Task directions:
Check each line below for the word "Debug" and give the number of lines that have it, nothing more.

= Beginning of Section =

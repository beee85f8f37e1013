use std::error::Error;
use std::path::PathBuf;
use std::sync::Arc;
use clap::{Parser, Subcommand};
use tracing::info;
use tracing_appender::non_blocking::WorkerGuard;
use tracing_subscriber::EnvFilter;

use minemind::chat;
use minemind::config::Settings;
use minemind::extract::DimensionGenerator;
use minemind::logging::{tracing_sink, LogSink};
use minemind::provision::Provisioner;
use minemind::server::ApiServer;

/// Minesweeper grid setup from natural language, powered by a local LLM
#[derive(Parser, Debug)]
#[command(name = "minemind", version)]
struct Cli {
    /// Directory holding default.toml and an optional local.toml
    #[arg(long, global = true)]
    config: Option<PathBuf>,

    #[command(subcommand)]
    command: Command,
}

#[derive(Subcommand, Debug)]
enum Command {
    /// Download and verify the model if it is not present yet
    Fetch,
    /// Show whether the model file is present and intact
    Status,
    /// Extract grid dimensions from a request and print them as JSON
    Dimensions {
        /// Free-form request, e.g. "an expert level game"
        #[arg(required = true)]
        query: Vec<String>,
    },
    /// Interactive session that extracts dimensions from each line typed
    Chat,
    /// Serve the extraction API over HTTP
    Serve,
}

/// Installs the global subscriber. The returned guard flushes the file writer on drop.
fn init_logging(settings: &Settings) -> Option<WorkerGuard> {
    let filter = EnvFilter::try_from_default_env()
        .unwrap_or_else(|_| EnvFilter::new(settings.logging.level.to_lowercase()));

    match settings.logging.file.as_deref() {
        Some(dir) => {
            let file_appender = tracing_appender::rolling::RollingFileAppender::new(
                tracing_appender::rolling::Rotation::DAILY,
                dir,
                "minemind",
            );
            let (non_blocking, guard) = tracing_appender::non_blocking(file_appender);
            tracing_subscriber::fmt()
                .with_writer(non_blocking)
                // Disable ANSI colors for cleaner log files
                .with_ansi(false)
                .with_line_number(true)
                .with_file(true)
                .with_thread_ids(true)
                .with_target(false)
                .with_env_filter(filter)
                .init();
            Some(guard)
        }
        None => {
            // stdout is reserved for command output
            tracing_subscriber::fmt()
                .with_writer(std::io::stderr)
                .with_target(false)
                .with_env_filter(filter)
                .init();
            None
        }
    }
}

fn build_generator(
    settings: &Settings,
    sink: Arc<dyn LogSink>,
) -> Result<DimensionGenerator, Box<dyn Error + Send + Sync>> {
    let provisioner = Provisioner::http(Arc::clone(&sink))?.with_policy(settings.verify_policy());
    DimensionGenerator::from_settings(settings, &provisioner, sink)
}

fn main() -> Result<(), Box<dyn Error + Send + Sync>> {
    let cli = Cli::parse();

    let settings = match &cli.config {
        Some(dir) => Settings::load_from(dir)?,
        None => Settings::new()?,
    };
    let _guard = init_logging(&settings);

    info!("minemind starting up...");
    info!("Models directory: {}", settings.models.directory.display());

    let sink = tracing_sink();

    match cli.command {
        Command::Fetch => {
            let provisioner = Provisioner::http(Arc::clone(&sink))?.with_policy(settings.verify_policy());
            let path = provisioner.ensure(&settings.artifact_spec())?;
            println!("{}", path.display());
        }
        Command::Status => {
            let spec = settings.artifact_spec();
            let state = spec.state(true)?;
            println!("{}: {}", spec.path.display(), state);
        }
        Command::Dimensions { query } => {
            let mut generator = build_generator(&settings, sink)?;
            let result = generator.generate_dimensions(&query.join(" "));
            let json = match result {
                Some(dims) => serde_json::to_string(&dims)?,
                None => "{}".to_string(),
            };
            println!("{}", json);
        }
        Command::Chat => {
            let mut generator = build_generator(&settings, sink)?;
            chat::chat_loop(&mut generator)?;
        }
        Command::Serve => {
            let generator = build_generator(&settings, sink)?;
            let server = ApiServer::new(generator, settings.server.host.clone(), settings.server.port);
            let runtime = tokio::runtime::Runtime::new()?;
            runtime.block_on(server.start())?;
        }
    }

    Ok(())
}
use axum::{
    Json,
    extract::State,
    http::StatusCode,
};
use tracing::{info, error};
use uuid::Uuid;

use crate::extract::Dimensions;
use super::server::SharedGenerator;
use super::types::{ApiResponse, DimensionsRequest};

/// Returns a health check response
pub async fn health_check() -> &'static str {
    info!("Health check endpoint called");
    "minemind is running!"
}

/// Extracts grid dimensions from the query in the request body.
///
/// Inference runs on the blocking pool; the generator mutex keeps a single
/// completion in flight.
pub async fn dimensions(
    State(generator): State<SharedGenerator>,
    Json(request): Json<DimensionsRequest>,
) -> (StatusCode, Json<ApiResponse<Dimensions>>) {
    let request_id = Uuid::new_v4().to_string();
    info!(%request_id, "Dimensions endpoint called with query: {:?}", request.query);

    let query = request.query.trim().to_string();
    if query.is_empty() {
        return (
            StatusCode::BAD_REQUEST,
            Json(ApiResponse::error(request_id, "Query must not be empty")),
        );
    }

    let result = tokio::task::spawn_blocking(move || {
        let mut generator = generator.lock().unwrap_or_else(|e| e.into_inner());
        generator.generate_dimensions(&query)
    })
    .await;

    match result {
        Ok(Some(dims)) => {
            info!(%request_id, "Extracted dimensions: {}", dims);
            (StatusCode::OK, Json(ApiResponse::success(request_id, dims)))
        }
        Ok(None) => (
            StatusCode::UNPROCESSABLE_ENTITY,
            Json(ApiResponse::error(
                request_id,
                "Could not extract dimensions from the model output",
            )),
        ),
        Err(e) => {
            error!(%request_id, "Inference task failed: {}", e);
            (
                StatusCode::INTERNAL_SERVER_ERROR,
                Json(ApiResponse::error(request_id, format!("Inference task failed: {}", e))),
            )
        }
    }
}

= End of Section =
= Beginning of Section =

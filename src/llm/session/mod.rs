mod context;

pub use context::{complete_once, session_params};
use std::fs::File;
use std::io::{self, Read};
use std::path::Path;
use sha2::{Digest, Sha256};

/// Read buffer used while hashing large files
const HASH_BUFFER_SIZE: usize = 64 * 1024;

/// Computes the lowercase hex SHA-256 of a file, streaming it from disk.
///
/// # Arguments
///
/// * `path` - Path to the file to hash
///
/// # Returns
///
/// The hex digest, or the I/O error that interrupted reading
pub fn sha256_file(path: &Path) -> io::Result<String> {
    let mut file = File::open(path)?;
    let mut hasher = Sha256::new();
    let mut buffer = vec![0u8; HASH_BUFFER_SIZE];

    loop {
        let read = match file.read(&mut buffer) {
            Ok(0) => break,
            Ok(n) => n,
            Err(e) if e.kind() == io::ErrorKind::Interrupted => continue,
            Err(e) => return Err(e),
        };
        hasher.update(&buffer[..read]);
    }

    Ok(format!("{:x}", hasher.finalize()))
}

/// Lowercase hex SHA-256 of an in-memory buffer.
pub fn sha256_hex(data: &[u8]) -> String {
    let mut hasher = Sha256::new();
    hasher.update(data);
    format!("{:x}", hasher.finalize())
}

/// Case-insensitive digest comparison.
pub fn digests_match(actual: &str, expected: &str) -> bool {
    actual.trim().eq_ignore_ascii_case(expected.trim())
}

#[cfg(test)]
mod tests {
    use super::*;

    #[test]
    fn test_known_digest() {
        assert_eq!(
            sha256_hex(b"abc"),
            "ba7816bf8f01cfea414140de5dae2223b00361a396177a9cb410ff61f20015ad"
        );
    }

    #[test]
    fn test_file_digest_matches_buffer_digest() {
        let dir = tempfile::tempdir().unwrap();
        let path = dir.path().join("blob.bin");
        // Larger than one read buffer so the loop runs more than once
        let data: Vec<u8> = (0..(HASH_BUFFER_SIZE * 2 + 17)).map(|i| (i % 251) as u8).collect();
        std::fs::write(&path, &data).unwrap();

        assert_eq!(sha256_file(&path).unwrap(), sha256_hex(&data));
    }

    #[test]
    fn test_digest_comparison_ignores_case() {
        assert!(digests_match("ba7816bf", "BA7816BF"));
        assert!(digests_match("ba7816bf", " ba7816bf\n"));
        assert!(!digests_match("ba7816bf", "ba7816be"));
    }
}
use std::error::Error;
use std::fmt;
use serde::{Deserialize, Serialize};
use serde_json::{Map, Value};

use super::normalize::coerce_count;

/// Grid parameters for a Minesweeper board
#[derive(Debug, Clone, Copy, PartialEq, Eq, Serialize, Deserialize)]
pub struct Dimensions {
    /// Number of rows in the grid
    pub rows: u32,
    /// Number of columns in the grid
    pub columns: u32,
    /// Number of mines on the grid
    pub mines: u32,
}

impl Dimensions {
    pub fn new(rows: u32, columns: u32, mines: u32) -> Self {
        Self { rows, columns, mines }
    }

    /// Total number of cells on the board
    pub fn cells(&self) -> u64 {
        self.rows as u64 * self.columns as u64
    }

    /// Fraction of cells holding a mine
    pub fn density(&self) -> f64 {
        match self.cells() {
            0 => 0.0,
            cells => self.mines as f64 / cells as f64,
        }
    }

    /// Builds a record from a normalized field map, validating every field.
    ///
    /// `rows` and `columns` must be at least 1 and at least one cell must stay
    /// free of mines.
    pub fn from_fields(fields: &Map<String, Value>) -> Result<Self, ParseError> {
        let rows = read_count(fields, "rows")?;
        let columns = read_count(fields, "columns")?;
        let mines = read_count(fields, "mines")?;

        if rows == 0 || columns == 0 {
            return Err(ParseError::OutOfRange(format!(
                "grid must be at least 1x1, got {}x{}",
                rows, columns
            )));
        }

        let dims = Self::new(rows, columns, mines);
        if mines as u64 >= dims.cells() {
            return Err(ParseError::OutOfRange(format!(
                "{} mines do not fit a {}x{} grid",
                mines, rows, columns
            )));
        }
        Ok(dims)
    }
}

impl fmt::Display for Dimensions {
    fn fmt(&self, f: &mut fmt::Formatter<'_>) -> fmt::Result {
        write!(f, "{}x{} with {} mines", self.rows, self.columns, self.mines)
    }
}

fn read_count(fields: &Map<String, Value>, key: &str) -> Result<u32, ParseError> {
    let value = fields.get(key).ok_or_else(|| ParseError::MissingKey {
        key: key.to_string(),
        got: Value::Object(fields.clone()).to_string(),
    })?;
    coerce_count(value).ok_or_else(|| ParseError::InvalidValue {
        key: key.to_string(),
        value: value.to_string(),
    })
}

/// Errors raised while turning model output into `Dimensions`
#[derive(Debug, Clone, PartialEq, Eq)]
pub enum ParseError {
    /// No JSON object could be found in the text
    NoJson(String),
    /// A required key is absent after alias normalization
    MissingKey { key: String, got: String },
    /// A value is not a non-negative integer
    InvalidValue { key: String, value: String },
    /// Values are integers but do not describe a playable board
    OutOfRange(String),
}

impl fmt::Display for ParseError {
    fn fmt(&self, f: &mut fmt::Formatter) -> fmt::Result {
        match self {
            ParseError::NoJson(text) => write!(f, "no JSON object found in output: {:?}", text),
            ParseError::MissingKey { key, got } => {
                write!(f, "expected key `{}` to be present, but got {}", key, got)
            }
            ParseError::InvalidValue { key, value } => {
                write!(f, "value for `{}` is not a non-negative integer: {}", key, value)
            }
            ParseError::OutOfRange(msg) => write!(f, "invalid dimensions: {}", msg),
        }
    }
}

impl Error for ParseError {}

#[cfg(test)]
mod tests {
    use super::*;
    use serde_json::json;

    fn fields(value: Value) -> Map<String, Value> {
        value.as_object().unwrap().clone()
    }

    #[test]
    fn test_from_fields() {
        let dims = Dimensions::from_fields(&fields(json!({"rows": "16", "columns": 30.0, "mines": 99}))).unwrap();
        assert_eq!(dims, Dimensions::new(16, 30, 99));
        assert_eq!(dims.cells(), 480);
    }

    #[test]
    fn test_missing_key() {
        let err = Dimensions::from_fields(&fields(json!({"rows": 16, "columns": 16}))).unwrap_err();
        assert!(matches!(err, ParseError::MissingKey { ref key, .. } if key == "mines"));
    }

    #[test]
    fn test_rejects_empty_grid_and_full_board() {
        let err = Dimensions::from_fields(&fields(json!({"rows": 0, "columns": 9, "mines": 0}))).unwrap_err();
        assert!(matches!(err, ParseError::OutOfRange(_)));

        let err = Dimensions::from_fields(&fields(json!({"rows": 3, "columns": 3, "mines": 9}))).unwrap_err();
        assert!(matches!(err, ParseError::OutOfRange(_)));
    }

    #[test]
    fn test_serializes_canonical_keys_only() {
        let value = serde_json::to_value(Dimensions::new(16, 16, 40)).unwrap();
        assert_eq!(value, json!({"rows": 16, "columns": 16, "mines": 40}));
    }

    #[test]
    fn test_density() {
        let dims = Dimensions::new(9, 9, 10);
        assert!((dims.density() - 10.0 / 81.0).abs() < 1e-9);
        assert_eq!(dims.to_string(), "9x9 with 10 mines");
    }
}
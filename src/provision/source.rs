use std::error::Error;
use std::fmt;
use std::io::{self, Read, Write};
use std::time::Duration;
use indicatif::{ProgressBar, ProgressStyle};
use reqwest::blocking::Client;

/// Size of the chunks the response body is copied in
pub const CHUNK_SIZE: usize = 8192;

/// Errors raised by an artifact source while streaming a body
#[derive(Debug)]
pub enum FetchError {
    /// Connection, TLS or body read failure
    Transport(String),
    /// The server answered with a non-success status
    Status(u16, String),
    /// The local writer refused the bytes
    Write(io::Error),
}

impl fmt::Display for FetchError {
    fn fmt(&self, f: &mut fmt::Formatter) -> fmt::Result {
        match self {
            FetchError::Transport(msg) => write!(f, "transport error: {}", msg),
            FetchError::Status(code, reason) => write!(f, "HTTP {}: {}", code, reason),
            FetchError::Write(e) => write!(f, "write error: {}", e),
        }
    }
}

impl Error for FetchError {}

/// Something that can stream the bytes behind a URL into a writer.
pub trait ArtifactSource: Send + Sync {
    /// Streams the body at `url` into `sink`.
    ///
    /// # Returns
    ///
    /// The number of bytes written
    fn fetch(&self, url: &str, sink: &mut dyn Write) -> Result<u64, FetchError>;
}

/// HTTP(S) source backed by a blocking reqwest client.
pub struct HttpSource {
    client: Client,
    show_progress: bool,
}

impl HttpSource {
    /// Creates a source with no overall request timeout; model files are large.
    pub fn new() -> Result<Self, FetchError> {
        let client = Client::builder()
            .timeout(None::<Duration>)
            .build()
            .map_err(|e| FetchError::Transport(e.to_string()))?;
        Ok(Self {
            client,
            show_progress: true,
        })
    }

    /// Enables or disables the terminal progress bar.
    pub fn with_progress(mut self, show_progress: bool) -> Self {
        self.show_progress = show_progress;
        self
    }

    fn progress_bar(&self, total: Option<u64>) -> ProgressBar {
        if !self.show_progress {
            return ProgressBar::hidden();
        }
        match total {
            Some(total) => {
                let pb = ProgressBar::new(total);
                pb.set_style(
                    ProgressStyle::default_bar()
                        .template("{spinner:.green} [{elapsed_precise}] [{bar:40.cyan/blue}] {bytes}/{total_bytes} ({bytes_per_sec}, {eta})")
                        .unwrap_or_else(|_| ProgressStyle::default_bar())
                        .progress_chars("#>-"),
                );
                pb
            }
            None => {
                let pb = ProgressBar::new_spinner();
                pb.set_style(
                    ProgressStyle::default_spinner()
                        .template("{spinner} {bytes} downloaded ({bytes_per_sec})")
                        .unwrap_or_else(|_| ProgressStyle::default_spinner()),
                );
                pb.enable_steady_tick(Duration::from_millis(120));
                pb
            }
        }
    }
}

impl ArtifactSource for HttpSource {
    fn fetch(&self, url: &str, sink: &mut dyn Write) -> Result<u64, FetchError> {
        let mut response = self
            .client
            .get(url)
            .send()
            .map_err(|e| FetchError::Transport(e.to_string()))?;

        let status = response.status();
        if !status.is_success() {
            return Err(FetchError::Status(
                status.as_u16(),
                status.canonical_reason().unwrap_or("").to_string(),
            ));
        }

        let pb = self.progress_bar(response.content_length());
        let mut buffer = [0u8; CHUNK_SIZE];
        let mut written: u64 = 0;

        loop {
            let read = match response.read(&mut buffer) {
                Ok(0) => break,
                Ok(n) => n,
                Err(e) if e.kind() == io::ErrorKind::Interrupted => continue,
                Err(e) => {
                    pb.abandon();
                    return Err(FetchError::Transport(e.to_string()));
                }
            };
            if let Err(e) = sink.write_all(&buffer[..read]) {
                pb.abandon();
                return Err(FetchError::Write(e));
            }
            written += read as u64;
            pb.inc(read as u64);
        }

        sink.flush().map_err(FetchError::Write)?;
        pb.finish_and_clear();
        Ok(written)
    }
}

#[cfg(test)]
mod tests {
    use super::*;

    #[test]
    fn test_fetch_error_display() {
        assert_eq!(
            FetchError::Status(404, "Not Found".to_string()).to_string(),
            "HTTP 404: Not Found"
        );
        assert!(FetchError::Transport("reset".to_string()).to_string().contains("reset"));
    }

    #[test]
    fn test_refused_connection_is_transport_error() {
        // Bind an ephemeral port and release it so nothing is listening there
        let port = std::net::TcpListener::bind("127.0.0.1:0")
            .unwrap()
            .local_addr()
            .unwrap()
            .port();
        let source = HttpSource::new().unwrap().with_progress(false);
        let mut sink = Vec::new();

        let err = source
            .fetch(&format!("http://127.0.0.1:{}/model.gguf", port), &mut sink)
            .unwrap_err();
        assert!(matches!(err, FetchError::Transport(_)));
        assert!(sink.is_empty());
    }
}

= End of Section =
= Beginning of Section =

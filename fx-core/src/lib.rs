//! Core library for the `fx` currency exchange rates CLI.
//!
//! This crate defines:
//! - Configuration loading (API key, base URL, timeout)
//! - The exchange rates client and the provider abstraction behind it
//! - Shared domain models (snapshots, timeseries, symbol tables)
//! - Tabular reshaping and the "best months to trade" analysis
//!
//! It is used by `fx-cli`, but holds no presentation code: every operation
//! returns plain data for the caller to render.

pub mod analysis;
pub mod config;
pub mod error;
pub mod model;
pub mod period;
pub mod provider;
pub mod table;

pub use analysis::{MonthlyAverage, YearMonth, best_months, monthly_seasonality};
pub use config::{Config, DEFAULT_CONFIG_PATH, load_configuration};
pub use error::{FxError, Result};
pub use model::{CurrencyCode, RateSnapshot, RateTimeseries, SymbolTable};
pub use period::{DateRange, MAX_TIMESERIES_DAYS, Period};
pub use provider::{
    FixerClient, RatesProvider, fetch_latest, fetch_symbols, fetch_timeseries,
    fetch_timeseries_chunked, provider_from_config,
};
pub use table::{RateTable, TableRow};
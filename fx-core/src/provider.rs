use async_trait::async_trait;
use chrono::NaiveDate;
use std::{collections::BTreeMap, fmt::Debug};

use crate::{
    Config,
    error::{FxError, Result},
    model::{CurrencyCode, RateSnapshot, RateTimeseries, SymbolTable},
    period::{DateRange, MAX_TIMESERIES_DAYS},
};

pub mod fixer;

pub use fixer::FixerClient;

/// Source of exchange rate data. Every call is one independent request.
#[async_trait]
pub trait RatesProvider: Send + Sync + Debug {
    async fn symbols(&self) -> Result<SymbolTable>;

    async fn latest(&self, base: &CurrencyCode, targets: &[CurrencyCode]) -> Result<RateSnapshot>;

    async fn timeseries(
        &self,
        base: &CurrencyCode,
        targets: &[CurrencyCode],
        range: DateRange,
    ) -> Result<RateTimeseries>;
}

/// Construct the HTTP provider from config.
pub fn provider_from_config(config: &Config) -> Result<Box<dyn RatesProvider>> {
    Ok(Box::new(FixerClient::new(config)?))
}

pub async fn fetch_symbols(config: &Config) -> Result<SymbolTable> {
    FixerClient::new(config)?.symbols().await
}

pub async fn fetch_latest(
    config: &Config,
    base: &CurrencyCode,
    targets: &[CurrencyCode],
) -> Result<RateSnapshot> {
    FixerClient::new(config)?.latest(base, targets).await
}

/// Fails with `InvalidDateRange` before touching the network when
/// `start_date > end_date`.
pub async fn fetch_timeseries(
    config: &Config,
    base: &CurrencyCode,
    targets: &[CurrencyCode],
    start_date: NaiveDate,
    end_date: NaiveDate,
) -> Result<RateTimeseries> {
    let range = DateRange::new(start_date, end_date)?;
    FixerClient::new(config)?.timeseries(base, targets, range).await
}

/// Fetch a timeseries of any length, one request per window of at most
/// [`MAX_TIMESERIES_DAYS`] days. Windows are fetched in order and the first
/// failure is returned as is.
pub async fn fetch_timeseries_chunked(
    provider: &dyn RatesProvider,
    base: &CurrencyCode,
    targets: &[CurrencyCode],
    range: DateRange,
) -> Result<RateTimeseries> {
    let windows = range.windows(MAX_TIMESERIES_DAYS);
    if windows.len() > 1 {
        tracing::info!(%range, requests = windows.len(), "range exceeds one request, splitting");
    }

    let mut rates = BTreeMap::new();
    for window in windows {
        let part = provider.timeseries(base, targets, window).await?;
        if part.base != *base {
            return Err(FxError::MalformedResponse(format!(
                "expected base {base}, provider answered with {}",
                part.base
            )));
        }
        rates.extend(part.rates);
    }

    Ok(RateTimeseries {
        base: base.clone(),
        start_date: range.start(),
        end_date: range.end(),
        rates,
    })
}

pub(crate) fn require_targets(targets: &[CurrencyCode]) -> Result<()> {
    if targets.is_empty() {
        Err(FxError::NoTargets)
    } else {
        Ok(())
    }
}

= End of Section =

Written answer:
7